On average, we observed shifts of −120 ± 15 kHz for f and 115 ± 9 kHz for Γ , averaged over 110 individual air-to-buffer measurements. The theoretical values for the arrays used in these measurements are ± (115 ± 2) kHz, where the negative and the positive signs refer to the frequency and the dissipation shifts, respectively, and the error arises from the variation of the elements’ resonance frequencies [7]. The larger experimentally observed value of f is expected, because finite roughness typically masquerades as an additional Sauerbrey shift that does not affect the bandwidth [31,32]; a 5 kHz difference in frequency would correspond to a Sauerbrey film of ~9.9 Å with a density of 1 g/cm3, which is reasonable given the roughness values of ~1 nm we reported previously for the surfaces of these arrays [7].

3.2.2. Protein Adsorption and Interaction Studies

The functionality of the multichannel cartridges for sensing biomolecular interactions was evaluated using neutravidin (Nav) and biotinylated BSA (bBSA) as a model system that is widely used in biotechnology and bioanalytics [33,34].

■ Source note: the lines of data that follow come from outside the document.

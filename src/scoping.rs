//! Per-tile rewriting of inter-entity name references so that duplicated
//! tiles do not cross-trigger each other.

use map::Map;

const SCOPED_KEYS: [&str; 3] = ["target", "targetname", "killtarget"];

/// Rewrites `target`/`targetname`/`killtarget` values on every non-worldspawn
/// entity of `tile` from `V` to `tile{prefix:03}_V`, except:
///
/// - values starting with `g_` (global, left unchanged)
/// - values starting with `$count$` (deferred, resolved by counter backfill)
/// - the `game_player_equip` → `game_playerspawn` reference
pub fn scope_names(tile: &mut Map, prefix: u32) {
    for entity in &mut tile.entities {
        let classname = entity.classname().to_string();

        for key in SCOPED_KEYS {
            let Some(value) = entity.attributes.get(key).cloned() else {
                continue;
            };

            if value.is_empty() || value.starts_with("g_") || value.starts_with("$count$") {
                continue;
            }
            if classname == "game_player_equip" && value == "game_playerspawn" {
                continue;
            }

            entity
                .attributes
                .insert(key.to_string(), format!("tile{prefix:03}_{value}"));
        }
    }
}
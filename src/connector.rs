//! Discovery of `info_connector` marker entities inside a map.

use glam::DVec3;
use map::Map;

/// A located connector: its position in the owning map's entity list, its
/// anchor point, facing, and named type.
#[derive(Debug, Clone, PartialEq)]
pub struct ConnectorRef {
    pub index: usize,
    pub name: String,
    pub yaw: f64,
    pub centroid: DVec3,
}

/// All `info_connector` entities in `map`, optionally filtered to those
/// whose `name` attribute equals `connector_type`.
pub fn connectors(map: &Map, connector_type: Option<&str>) -> Vec<ConnectorRef> {
    map.entities
        .iter()
        .enumerate()
        .filter_map(|(index, entity)| {
            if !entity.is_connector() {
                return None;
            }

            let name = entity.attributes.get("name")?.clone();
            if let Some(wanted) = connector_type {
                if name != wanted {
                    return None;
                }
            }

            let brush = entity.brushes.first()?;
            let (_, yaw, _) = entity.angles().unwrap_or((0.0, 0.0, 0.0));

            Some(ConnectorRef {
                index,
                name,
                yaw,
                centroid: brush.aabb().centroid(),
            })
        })
        .collect()
}

#[cfg(test)]
mod test {
    use super::*;
    use map::{Attributes, Brush, Entity, Face, CLASSNAME};

    fn connector_entity(name: &str, yaw: f64, at: DVec3) -> Entity {
        let mut attrs = Attributes::new();
        attrs.insert(CLASSNAME.to_string(), "info_connector".to_string());
        attrs.insert("name".to_string(), name.to_string());
        attrs.insert("angles".to_string(), format!("0 {yaw} 0"));

        let brush = Brush {
            faces: vec![Face {
                p1: at - DVec3::splat(8.),
                p2: at + DVec3::new(8., -8., -8.),
                p3: at + DVec3::splat(8.),
                texture: "NULL".to_string(),
                u: glam::DVec4::ZERO,
                v: glam::DVec4::ZERO,
                degree: 0.,
                u_scale: 1.,
                v_scale: 1.,
            }],
        };

        Entity {
            attributes: attrs,
            brushes: vec![brush],
        }
    }

    fn worldspawn() -> Entity {
        let mut attrs = Attributes::new();
        attrs.insert(CLASSNAME.to_string(), "worldspawn".to_string());
        Entity {
            attributes: attrs,
            brushes: vec![],
        }
    }

    #[test]
    fn finds_and_filters_by_name() {
        let map = Map {
            tb_header: None,
            worldspawn: worldspawn(),
            entities: vec![
                connector_entity("door", 0., DVec3::ZERO),
                connector_entity("crates", 90., DVec3::new(64., 0., 0.)),
            ],
        };

        assert_eq!(connectors(&map, None).len(), 2);
        let doors = connectors(&map, Some("door"));
        assert_eq!(doors.len(), 1);
        assert_eq!(doors[0].index, 0);
        assert_eq!(doors[0].yaw, 0.);

        assert_eq!(connectors(&map, Some("nonexistent")).len(), 0);
    }
}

Proteins were allowed to adsorb in sequence, starting with Nav in one set of experiments, and starting with bBSA in another set. Each sequence consisted of three sets of (Nav + bBSA) pairs, with non-biotinylated BSA injected between each step to test for non-specific adsorption. The purpose of the two different sequences was to establish a protocol for subsequent applications of these arrays in bioanalytical sensing. One such sequence is shown in Figure 3a.

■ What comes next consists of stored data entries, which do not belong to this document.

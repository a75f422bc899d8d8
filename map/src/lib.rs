//! In-memory model, parser and serializer for the textual brush/entity map
//! format (worldspawn + entities + brushes + faces).
//!
//! The grammar and round-trip guarantees are intentionally narrow: this is
//! the format as written by an editor for axis-aligned tile geometry, not a
//! general-purpose parser for every map file a game engine might accept.

use std::{
    collections::HashSet,
    fs,
    path::Path,
};

use glam::{DVec3, DVec4};
use indexmap::IndexMap;
use nom::{
    bytes::complete::{tag, take_till},
    character::complete::{multispace0, space0},
    combinator::{all_consuming, map, opt, recognize},
    multi::{fold_many1, many0, many1, many_m_n},
    number::complete::double as _double,
    sequence::{delimited, preceded, terminated, tuple},
    Finish, IResult as _IResult,
};

pub mod error;
pub use error::MapError;

/// Ordered key/value bag for an entity. Insertion order is preserved (unlike
/// `HashMap`) so that re-serializing a map is deterministic across runs.
pub type Attributes = IndexMap<String, String>;

pub const WORLDSPAWN: &str = "worldspawn";
pub const CLASSNAME: &str = "classname";

/// One bounding plane of a brush, given as three defining points plus the
/// texture and its axis-aligned alignment parameters.
#[derive(Debug, Clone, PartialEq)]
pub struct Face {
    pub p1: DVec3,
    pub p2: DVec3,
    pub p3: DVec3,
    pub texture: String,
    /// `(Ux, Uy, Uz, offset_u)`.
    pub u: DVec4,
    /// `(Vx, Vy, Vz, offset_v)`.
    pub v: DVec4,
    /// Decorative; never interpreted by the engine.
    pub degree: f64,
    pub u_scale: f64,
    pub v_scale: f64,
}

impl Face {
    pub fn offset_u(&self) -> f64 {
        self.u.w
    }

    pub fn offset_v(&self) -> f64 {
        self.v.w
    }

    pub fn set_offset_u(&mut self, value: f64) {
        self.u.w = value;
    }

    pub fn set_offset_v(&mut self, value: f64) {
        self.v.w = value;
    }

    pub fn points(&self) -> [DVec3; 3] {
        [self.p1, self.p2, self.p3]
    }

    pub fn points_mut(&mut self) -> [&mut DVec3; 3] {
        [&mut self.p1, &mut self.p2, &mut self.p3]
    }
}

/// Axis-aligned bounding box, derived from the union of a brush's (or a set
/// of brushes') defining points.
#[derive(Debug, Clone, Copy, PartialEq)]
pub struct Aabb {
    pub min: DVec3,
    pub max: DVec3,
}

impl Aabb {
    pub fn from_points(points: impl IntoIterator<Item = DVec3>) -> Option<Self> {
        let mut iter = points.into_iter();
        let first = iter.next()?;
        let mut aabb = Aabb {
            min: first,
            max: first,
        };
        for p in iter {
            aabb.min = aabb.min.min(p);
            aabb.max = aabb.max.max(p);
        }
        Some(aabb)
    }

    pub fn union(self, other: Self) -> Self {
        Aabb {
            min: self.min.min(other.min),
            max: self.max.max(other.max),
        }
    }

    pub fn centroid(&self) -> DVec3 {
        (self.min + self.max) / 2.0
    }

    /// Strict open-interval overlap on every axis; touching faces do not
    /// count as colliding.
    pub fn intersects(&self, other: &Self) -> bool {
        (0..3).all(|i| self.min[i] < other.max[i] && self.max[i] > other.min[i])
    }

    /// True if every coordinate of both corners lies within `[-limit, limit]`.
    pub fn within_bounds(&self, limit: f64) -> bool {
        (0..3).all(|i| {
            self.min[i] >= -limit
                && self.min[i] <= limit
                && self.max[i] >= -limit
                && self.max[i] <= limit
        })
    }
}

#[derive(Debug, Clone, PartialEq)]
pub struct Brush {
    pub faces: Vec<Face>,
}

impl Brush {
    /// Bounding box over every point that defines every face of this brush.
    pub fn aabb(&self) -> Aabb {
        Aabb::from_points(self.faces.iter().flat_map(|f| f.points()))
            .expect("a brush always has at least one face with three points")
    }
}

#[derive(Debug, Clone, PartialEq)]
pub struct Entity {
    pub attributes: Attributes,
    pub brushes: Vec<Brush>,
}

impl Entity {
    pub fn classname(&self) -> &str {
        self.attributes
            .get(CLASSNAME)
            .map(String::as_str)
            .unwrap_or("")
    }

    pub fn is_connector(&self) -> bool {
        self.classname() == "info_connector"
    }

    pub fn origin(&self) -> Option<DVec3> {
        let raw = self.attributes.get("origin")?;
        let mut parts = raw.split_whitespace();
        let x: f64 = parts.next()?.parse().ok()?;
        let y: f64 = parts.next()?.parse().ok()?;
        let z: f64 = parts.next()?.parse().ok()?;
        Some(DVec3::new(x, y, z))
    }

    pub fn set_origin(&mut self, origin: DVec3) {
        self.attributes.insert(
            "origin".to_string(),
            format!("{} {} {}", origin.x, origin.y, origin.z),
        );
    }

    /// `(pitch, yaw, roll)` from the `angles` key, if present.
    pub fn angles(&self) -> Option<(f64, f64, f64)> {
        let raw = self.attributes.get("angles")?;
        let mut parts = raw.split_whitespace();
        let pitch: f64 = parts.next()?.parse().ok()?;
        let yaw: f64 = parts.next()?.parse().ok()?;
        let roll: f64 = parts.next()?.parse().ok()?;
        Some((pitch, yaw, roll))
    }

    pub fn set_yaw(&mut self, yaw: f64) {
        if let Some((pitch, _, roll)) = self.angles() {
            self.attributes
                .insert("angles".to_string(), format!("{pitch} {yaw:.0} {roll}"));
        }
    }
}

#[derive(Debug, Clone, PartialEq)]
pub struct Map {
    pub tb_header: Option<Vec<String>>,
    pub worldspawn: Entity,
    pub entities: Vec<Entity>,
}

impl Map {
    /// Splits a flat, freshly-parsed entity list into `(worldspawn, rest)`,
    /// preserving the order of the non-worldspawn entities.
    pub fn from_entities(
        tb_header: Option<Vec<String>>,
        entities: Vec<Entity>,
    ) -> Result<Self, MapError> {
        let worldspawn_idx = entities
            .iter()
            .position(|e| e.classname() == WORLDSPAWN)
            .ok_or(MapError::MissingWorldspawn)?;

        if entities
            .iter()
            .flat_map(|e| e.brushes.iter())
            .any(|brush| brush.faces.len() < 4)
        {
            return Err(MapError::DegenerateBrush);
        }

        let mut entities = entities;
        let worldspawn = entities.remove(worldspawn_idx);

        Ok(Map {
            tb_header,
            worldspawn,
            entities,
        })
    }

    pub fn parse(input: &str) -> Result<Self, MapError> {
        let (_, (tb_header, entities)) =
            all_consuming(tuple((opt(take_tb_header), parse_entities)))(input)
                .finish()
                .map_err(|err: nom::error::Error<&str>| MapError::Parse {
                    message: err.to_string(),
                })?;

        Map::from_entities(tb_header, entities)
    }

    pub fn from_file(path: impl AsRef<Path>) -> Result<Self, MapError> {
        let path = path.as_ref();
        let text = fs::read_to_string(path).map_err(|source| MapError::Io {
            source,
            path: path.to_path_buf(),
        })?;
        Map::parse(&text)
    }

    /// All brushes belonging to worldspawn or a non-connector entity. This
    /// is the "all brushes of a map" used for collision and boundary checks
    /// Connector entities never contribute geometry.
    pub fn solid_brushes(&self) -> impl Iterator<Item = &Brush> {
        self.worldspawn.brushes.iter().chain(
            self.entities
                .iter()
                .filter(|e| !e.is_connector())
                .flat_map(|e| e.brushes.iter()),
        )
    }

    /// Merge `other` into `self`: worldspawn brushes are concatenated, and
    /// `other`'s entities are appended to the tail, preserving order.
    pub fn merge(&mut self, mut other: Map) {
        self.worldspawn.brushes.append(&mut other.worldspawn.brushes);
        self.entities.append(&mut other.entities);
    }

    pub fn serialize(&self) -> String {
        let mut out = String::new();

        if let Some(header) = &self.tb_header {
            for line in header {
                out.push_str("//");
                out.push_str(line);
                out.push_str("\r\n");
            }
        }

        write_entity(&mut out, &self.worldspawn);
        for entity in &self.entities {
            write_entity(&mut out, entity);
        }

        out
    }

    pub fn write(&self, path: impl AsRef<Path>) -> Result<(), MapError> {
        let path = path.as_ref();
        fs::write(path, self.serialize()).map_err(|source| MapError::Io {
            source,
            path: path.to_path_buf(),
        })
    }

    /// Names that appear as a `targetname` anywhere in the map (used by
    /// counter backfill and by the uniqueness tests).
    pub fn targetnames(&self) -> HashSet<&str> {
        self.entities
            .iter()
            .filter_map(|e| e.attributes.get("targetname").map(String::as_str))
            .collect()
    }
}

fn fmt_num(n: f64) -> String {
    if n == n.trunc() && n.abs() < 1e15 {
        format!("{}", n as i64)
    } else {
        format!("{n}")
    }
}

fn write_entity(out: &mut String, entity: &Entity) {
    out.push_str("{\r\n");

    if let Some(classname) = entity.attributes.get(CLASSNAME) {
        out.push_str(&format!("\"{CLASSNAME}\" \"{classname}\"\r\n"));
    }
    for (key, value) in &entity.attributes {
        if key == CLASSNAME {
            continue;
        }
        out.push_str(&format!("\"{key}\" \"{value}\"\r\n"));
    }

    for brush in &entity.brushes {
        out.push_str("{\r\n");
        for face in &brush.faces {
            out.push_str(&format!(
                "( {} {} {} ) ( {} {} {} ) ( {} {} {} ) {} [ {} {} {} {} ] [ {} {} {} {} ] {} {} {}\r\n",
                fmt_num(face.p1.x), fmt_num(face.p1.y), fmt_num(face.p1.z),
                fmt_num(face.p2.x), fmt_num(face.p2.y), fmt_num(face.p2.z),
                fmt_num(face.p3.x), fmt_num(face.p3.y), fmt_num(face.p3.z),
                face.texture,
                fmt_num(face.u.x), fmt_num(face.u.y), fmt_num(face.u.z), fmt_num(face.u.w),
                fmt_num(face.v.x), fmt_num(face.v.y), fmt_num(face.v.z), fmt_num(face.v.w),
                fmt_num(face.degree), fmt_num(face.u_scale), fmt_num(face.v_scale),
            ));
        }
        out.push_str("}\r\n");
    }

    out.push_str("}\r\n");
}

type IResult<'a, T> = _IResult<&'a str, T>;

fn take_comment_line(i: &str) -> IResult<&str> {
    terminated(
        preceded(tuple((space0, tag("//"))), take_till(|c| c == '\n')),
        multispace0,
    )(i)
}

fn take_tb_header(i: &str) -> IResult<Vec<String>> {
    many_m_n(1, 2, map(take_comment_line, |i| i.to_string()))(i)
}

fn discard_comment_lines(i: &str) -> IResult<&str> {
    map(many0(take_comment_line), |_| "")(i)
}

fn signed_double(i: &str) -> IResult<f64> {
    map(recognize(preceded(opt(tag("-")), _double)), |what: &str| {
        what.parse().unwrap()
    })(i)
}

fn double(i: &str) -> IResult<f64> {
    preceded(space0, signed_double)(i)
}

fn between_line_bracket<'a, T>(
    f: impl FnMut(&'a str) -> IResult<T>,
) -> impl FnMut(&'a str) -> IResult<'a, T> {
    terminated(
        preceded(tuple((space0, tag("{"), multispace0)), f),
        tuple((space0, tag("}"), multispace0)),
    )
}

fn quoted_text(i: &str) -> IResult<&str> {
    terminated(preceded(tag("\""), take_till(|c| c == '"')), tag("\""))(i)
}

fn parse_plane_coordinate(i: &str) -> IResult<DVec3> {
    terminated(
        preceded(
            tuple((space0, tag("("), space0)),
            map(tuple((double, double, double)), |(x, y, z)| DVec3::new(x, y, z)),
        ),
        tuple((space0, tag(")"), space0)),
    )(i)
}

fn parse_plane_uv(i: &str) -> IResult<DVec4> {
    terminated(
        preceded(
            tuple((space0, tag("["), space0)),
            map(tuple((double, double, double, double)), |(x, y, z, offset)| {
                DVec4::new(x, y, z, offset)
            }),
        ),
        tuple((space0, tag("]"), space0)),
    )(i)
}

fn parse_face(i: &str) -> IResult<Face> {
    map(
        tuple((
            parse_plane_coordinate,
            parse_plane_coordinate,
            parse_plane_coordinate,
            map(terminated(take_till(|c| c == ' '), space0), |s: &str| s.to_string()),
            parse_plane_uv,
            parse_plane_uv,
            double,
            double,
            double,
        )),
        |(p1, p2, p3, texture, u, v, degree, u_scale, v_scale)| Face {
            p1,
            p2,
            p3,
            texture,
            u,
            v,
            degree,
            u_scale,
            v_scale,
        },
    )(i)
}

fn parse_brush(i: &str) -> IResult<Brush> {
    map(many1(terminated(parse_face, multispace0)), |faces| Brush { faces })(i)
}

fn parse_brushes(i: &str) -> IResult<Vec<Brush>> {
    many1(delimited(
        discard_comment_lines,
        between_line_bracket(parse_brush),
        discard_comment_lines,
    ))(i)
}

fn parse_attribute(i: &str) -> IResult<(&str, &str)> {
    tuple((quoted_text, preceded(space0, quoted_text)))(i)
}

fn parse_attributes(i: &str) -> IResult<Attributes> {
    fold_many1(
        terminated(parse_attribute, multispace0),
        Attributes::new,
        |mut acc: Attributes, (key, value)| {
            acc.insert(key.to_owned(), value.to_owned());
            acc
        },
    )(i)
}

fn parse_entity(i: &str) -> IResult<Entity> {
    map(
        tuple((parse_attributes, opt(parse_brushes))),
        |(attributes, brushes)| Entity {
            attributes,
            brushes: brushes.unwrap_or_default(),
        },
    )(i)
}

fn parse_entities(i: &str) -> IResult<Vec<Entity>> {
    many1(delimited(
        discard_comment_lines,
        between_line_bracket(parse_entity),
        discard_comment_lines,
    ))(i)
}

Average results from multiple arrays and individual HFF sensors are shown in Figure 3b (for the Nav–BSA sequence) and in Figure 3c (for the bBSA–Nav) sequence. The adsorbed layer masses, calculated from the frequency shifts using the Sauerbrey relationship [4], are summarized in Table S1 in the Supporting Information. The masses expected on the basis of the sizes of the molecules and the corresponding literature values are presented in Supplementary Table S2. The adsorption processes are depicted schematically in Figure 4.

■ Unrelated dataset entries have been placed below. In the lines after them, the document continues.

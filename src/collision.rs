//! AABB-vs-AABB collision between all solid brushes of two maps, and
//! worldspawn-vs-world-cube boundary containment.

use map::Map;

/// True if any solid brush (worldspawn plus non-connector entity brushes) of
/// `a` strictly overlaps any solid brush of `b` on all three axes.
pub fn maps_intersect(a: &Map, b: &Map) -> bool {
    let a_brushes: Vec<_> = a.solid_brushes().map(|brush| brush.aabb()).collect();
    let b_brushes: Vec<_> = b.solid_brushes().map(|brush| brush.aabb()).collect();

    a_brushes
        .iter()
        .any(|a| b_brushes.iter().any(|b| a.intersects(b)))
}

/// True if every worldspawn brush point of `map` lies within
/// `[-limit, +limit]` on every axis.
pub fn within_world_boundary(map: &Map, limit: f64) -> bool {
    map.worldspawn
        .brushes
        .iter()
        .all(|brush| brush.aabb().within_bounds(limit))
}

#[cfg(test)]
mod test {
    use super::*;
    use glam::DVec3;
    use map::{Attributes, Brush, Entity, Face, CLASSNAME};

    fn cube_brush(center: DVec3, half: f64) -> Brush {
        let min = center - DVec3::splat(half);
        let max = center + DVec3::splat(half);
        Brush {
            faces: vec![Face {
                p1: min,
                p2: DVec3::new(max.x, min.y, min.z),
                p3: max,
                texture: "NULL".to_string(),
                u: glam::DVec4::ZERO,
                v: glam::DVec4::ZERO,
                degree: 0.,
                u_scale: 1.,
                v_scale: 1.,
            }],
        }
    }

    fn map_with_worldspawn_brush(brush: Brush) -> Map {
        let mut attrs = Attributes::new();
        attrs.insert(CLASSNAME.to_string(), "worldspawn".to_string());
        Map {
            tb_header: None,
            worldspawn: Entity {
                attributes: attrs,
                brushes: vec![brush],
            },
            entities: vec![],
        }
    }

    #[test]
    fn non_overlapping_cubes_do_not_collide() {
        let a = map_with_worldspawn_brush(cube_brush(DVec3::ZERO, 16.));
        let b = map_with_worldspawn_brush(cube_brush(DVec3::new(100., 0., 0.), 16.));
        assert!(!maps_intersect(&a, &b));
    }

    #[test]
    fn overlapping_cubes_collide() {
        let a = map_with_worldspawn_brush(cube_brush(DVec3::ZERO, 16.));
        let b = map_with_worldspawn_brush(cube_brush(DVec3::new(10., 0., 0.), 16.));
        assert!(maps_intersect(&a, &b));
    }

    #[test]
    fn touching_cubes_do_not_collide() {
        let a = map_with_worldspawn_brush(cube_brush(DVec3::ZERO, 16.));
        let b = map_with_worldspawn_brush(cube_brush(DVec3::new(32., 0., 0.), 16.));
        assert!(!maps_intersect(&a, &b));
    }

    #[test]
    fn connector_brushes_are_ignored_in_collision() {
        let mut attrs = Attributes::new();
        attrs.insert(CLASSNAME.to_string(), "info_connector".to_string());
        let connector = Entity {
            attributes: attrs,
            brushes: vec![cube_brush(DVec3::new(10., 0., 0.), 16.)],
        };

        let mut a = map_with_worldspawn_brush(cube_brush(DVec3::ZERO, 16.));
        let mut b = map_with_worldspawn_brush(cube_brush(DVec3::new(200., 0., 0.), 16.));
        b.entities.push(connector);
        a.entities.clear();

        assert!(!maps_intersect(&a, &b));
    }

    #[test]
    fn boundary_check() {
        let inside = map_with_worldspawn_brush(cube_brush(DVec3::ZERO, 100.));
        let outside = map_with_worldspawn_brush(cube_brush(DVec3::new(4000., 0., 0.), 100.));

        assert!(within_world_boundary(&inside, 4000.));
        assert!(!within_world_boundary(&outside, 4000.));
    }
}
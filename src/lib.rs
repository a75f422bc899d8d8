//! Procedural tile-assembly engine for a classic brush/entity map format.
//!
//! Snaps prefabricated tiles together along `info_connector` marker entities
//! to grow a single valid output map: no brush overlaps, fits inside the
//! world boundary, deterministic given a seed.

pub mod cli;
pub mod collision;
pub mod config;
pub mod connector;
pub mod counters;
pub mod driver;
pub mod error;
pub mod scoping;
pub mod tileset;
pub mod transform;
pub mod variants;

pub use config::GeneratorConfig;
pub use driver::{assemble, AssemblyResult, PlacedTile};
pub use error::GenError;
pub use tileset::{load_tileset, load_tilesets, TileSet};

Several trends can be noted in the experimental data. First and foremost, there is a good agreement between the results obtained with the arrays and with the individual HFF resonators (Figure 3, Supplementary Table S1). Second, the amounts of protein adsorbed observed with both systems (arrays and the individual resonators) are in good agreement with the literature. Focusing on the adsorption of Nav on gold (Figure 3b), we find 700 ± 180 ng/cm2 for the array and 590 ± 200 ng/cm2 for the individual sensors (Supplementary Table S1). The limiting value of the adsorbed Nav mass is also ~700 ng/cm2 (“limiting” here refers to the apparent saturation of the values of the adsorbed mass as a function of the adsorption step in Figure 3b,c). This is in good agreement with the literature values for Nav adsorption on gold that range between ~700 and ~1300 ng/cm2 (Supplementary Table S2). The variability here is due to the tendency of this protein to aggregate and corresponds to the age and treatment of the neutravidin solution. The aggregation tendency also explains the difference between the observed masses and their expected values based on the protein dimensions and between Nav and a very similar protein, streptavidin (Sav) (Supplementary Table S2) [36].
The amount of Nav adsorbed onto gold pre-coated with bBSA is significantly smaller, than directly onto gold (~400 ng/cm2, nearly identical for the arrays and the individual sensors; Figure 3c and Supplementary Table S1). Also, the variation in the mass of Nav adsorbed, expressed as a standard error, is 15 ng/cm2 when it is adsorbed on the bBSA layer, but 38 ng/cm2 when it is adsorbed onto gold directly, indicating that orienting Nav on a biotinylated substrate results in a more homogeneous layer. The value of the adsorbed mass of Nav on bBSA is in good agreement with that adsorbed on the biotinylated SLBs [36] (566 ng/cm2, Supplementary Table S2). One of the factors that contribute to the observed difference in the adsorbed mass is the difference in protein orientation: it is quasi-random when Nav is adsorbed on gold but fixed by the underlying bBSA layer when Nav adsorbs on bBSA. Such an effect has already been reported for Sav (Supplementary Table S2): a larger amount of this protein adsorbs on the mercaptounadecanoic acid (MUA) SAM or on gold than on a layer of biotinylated molecules (lipids or alkane thiols).
With Nav, there is the additional effect of aggregation of this protein, an effect that is absent in the case of Sav. Indeed, the difference between Nav adsorbed on gold and Nav adsorbed on bBSA or bSLB is much greater, than between streptavidin adsorbed on gold vs. bSLB or bSAM (Supplementary Table S2).
Notably, the tendency of neutravidin to aggregate appears to be reduced, when it is adsorbed in a fixed orientation on the biotinylated substrates (bBSA, Table S1, or bSLB, Supplementary Table S2), compared to when it is adsorbed on gold. This could also be due to the increased stability of this protein in the biotin-bound conformation [37], or to the steric limitations arising from the number of accessible biotins presented by the biotinylated surfaces. This effect is gradually lost in the subsequent adsorption steps (steps 2 and 3 in Supplementary Table S1 and Figure 4) since the limiting values of the adsorbed amounts of Nav are independent of the direction of the adsorption.
The value of the limiting mass of bBSA (~230 ng/cm2, steps 2 and 3 in Supplementary Table S1) nearly identical for the arrays and the individual sensors, is independent of the direction of adsorption, and is consistent with what has been reported by others for bBSA on Nav on gold or on Nav on SLBs (Table S2). It is worth noting that there is a significant difference in the behavior of the biotinylated and non-biotinylated versions of BSA on bare gold (c.f. our results quoted above with Table S2 in the Supporting Information). This has been noted before by Kim et al. when adsorbing BSA/bBSA mixtures on gold [38]. The effect has not been investigated further, but probably originates from the effect of biotinylation on the adsorbed protein orientation, conformation, or both.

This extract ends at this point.